• The task: Locate the word "actual" in the data below, then copy every line that holds it.

Dataset excerpts
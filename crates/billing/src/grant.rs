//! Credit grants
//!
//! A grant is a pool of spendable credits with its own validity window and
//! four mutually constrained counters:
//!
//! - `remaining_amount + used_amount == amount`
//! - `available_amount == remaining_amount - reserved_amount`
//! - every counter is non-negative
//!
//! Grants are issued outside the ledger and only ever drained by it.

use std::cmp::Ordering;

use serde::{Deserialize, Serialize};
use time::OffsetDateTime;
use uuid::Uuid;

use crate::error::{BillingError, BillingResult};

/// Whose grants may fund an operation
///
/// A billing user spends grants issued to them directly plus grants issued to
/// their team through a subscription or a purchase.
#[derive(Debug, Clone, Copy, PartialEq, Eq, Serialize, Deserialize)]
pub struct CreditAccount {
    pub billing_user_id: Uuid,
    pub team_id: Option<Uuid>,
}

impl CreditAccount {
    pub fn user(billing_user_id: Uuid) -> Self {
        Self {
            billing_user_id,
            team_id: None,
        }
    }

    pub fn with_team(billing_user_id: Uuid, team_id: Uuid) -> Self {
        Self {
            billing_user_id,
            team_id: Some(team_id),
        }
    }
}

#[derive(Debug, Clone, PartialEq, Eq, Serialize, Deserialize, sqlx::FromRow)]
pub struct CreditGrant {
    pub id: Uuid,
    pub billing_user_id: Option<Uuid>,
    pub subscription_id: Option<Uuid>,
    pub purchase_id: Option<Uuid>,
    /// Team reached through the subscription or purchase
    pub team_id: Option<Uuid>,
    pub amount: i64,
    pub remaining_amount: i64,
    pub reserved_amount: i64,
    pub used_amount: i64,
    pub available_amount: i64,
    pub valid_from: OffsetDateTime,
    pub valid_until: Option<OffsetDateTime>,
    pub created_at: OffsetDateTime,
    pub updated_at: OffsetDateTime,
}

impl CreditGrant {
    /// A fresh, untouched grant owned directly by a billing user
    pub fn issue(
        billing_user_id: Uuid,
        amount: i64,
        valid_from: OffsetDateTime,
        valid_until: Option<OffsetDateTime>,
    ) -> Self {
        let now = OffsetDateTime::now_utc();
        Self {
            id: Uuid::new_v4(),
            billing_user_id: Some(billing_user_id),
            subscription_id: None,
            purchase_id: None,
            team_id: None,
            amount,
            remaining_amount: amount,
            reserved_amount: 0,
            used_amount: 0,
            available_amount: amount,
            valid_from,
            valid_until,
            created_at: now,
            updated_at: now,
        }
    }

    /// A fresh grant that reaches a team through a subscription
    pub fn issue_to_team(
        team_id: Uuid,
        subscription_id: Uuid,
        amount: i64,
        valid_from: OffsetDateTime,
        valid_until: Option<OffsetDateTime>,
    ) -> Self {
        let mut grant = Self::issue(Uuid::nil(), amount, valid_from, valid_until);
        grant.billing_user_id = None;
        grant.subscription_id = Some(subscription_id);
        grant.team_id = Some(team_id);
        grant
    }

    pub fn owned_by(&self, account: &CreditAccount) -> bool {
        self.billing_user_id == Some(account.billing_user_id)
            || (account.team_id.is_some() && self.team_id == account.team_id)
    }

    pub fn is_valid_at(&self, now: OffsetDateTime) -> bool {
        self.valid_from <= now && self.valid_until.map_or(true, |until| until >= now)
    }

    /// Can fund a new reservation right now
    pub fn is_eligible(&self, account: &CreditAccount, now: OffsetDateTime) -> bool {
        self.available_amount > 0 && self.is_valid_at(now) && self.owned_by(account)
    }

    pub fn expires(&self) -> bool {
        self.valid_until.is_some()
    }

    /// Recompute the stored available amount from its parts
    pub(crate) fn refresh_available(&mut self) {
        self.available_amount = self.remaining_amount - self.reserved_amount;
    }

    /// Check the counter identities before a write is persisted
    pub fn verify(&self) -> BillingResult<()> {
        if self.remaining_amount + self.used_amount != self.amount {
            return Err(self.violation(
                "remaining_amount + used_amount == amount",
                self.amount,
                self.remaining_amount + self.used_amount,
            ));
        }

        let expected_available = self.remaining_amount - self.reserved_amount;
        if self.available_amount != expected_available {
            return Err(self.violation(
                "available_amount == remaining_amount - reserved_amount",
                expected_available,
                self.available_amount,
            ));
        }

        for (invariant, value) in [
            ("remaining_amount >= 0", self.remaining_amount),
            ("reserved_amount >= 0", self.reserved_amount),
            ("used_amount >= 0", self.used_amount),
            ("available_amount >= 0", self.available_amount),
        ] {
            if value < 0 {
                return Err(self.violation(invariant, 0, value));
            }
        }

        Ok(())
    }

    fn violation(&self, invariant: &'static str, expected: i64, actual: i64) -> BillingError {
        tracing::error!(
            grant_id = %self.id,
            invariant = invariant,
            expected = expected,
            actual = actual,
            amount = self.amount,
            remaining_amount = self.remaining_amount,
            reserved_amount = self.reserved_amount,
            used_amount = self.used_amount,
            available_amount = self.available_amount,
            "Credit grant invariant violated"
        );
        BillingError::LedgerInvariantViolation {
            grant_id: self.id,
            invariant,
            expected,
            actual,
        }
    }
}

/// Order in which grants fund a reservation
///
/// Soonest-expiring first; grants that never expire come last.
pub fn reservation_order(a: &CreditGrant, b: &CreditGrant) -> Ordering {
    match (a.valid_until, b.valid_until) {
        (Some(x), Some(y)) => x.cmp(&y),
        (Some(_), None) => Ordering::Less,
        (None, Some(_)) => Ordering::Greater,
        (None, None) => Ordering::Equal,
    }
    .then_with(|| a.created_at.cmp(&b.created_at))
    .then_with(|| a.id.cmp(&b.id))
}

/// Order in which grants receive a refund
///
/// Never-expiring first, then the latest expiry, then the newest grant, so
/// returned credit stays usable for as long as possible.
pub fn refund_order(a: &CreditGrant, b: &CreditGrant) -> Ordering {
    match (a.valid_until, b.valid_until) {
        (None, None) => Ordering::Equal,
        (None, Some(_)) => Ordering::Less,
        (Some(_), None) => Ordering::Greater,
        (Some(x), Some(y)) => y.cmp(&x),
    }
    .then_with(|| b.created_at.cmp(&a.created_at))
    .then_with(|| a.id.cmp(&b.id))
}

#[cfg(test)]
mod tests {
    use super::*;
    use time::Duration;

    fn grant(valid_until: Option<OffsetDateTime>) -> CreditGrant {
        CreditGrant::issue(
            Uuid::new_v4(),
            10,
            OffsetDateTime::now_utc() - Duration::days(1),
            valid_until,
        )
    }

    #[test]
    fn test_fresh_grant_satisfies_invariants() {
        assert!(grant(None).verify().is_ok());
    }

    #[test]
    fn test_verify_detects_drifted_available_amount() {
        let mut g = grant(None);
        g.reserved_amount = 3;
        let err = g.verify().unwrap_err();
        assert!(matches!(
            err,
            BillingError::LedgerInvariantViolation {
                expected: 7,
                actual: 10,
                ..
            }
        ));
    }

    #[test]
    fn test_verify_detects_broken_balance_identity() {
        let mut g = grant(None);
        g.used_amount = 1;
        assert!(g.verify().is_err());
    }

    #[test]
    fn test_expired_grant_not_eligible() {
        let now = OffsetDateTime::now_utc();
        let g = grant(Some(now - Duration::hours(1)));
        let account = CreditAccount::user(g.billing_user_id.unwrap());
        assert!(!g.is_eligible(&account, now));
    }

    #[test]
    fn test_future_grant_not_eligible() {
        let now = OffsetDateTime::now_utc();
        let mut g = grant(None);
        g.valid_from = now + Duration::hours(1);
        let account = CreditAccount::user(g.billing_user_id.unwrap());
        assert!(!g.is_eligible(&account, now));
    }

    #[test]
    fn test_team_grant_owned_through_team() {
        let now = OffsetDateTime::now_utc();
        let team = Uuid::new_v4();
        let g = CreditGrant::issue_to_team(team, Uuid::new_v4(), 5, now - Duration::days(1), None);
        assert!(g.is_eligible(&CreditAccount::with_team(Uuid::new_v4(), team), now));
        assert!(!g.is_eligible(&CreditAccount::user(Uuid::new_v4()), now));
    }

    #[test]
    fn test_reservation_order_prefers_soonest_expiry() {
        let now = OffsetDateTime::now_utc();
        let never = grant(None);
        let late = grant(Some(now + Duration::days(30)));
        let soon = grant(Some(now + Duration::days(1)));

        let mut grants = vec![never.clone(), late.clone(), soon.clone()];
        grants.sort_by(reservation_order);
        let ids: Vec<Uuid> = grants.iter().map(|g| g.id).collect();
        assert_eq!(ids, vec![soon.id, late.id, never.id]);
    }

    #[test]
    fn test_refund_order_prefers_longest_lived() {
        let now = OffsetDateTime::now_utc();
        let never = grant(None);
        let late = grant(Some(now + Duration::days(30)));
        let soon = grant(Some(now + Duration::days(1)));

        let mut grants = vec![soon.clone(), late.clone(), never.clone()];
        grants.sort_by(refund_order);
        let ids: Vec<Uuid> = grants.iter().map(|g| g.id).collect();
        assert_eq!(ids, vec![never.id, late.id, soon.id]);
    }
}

• Task answer:
    fn violation(&self, invariant: &'static str, expected: i64, actual: i64) -> BillingError {
            actual = actual,
            actual,
                actual: 10,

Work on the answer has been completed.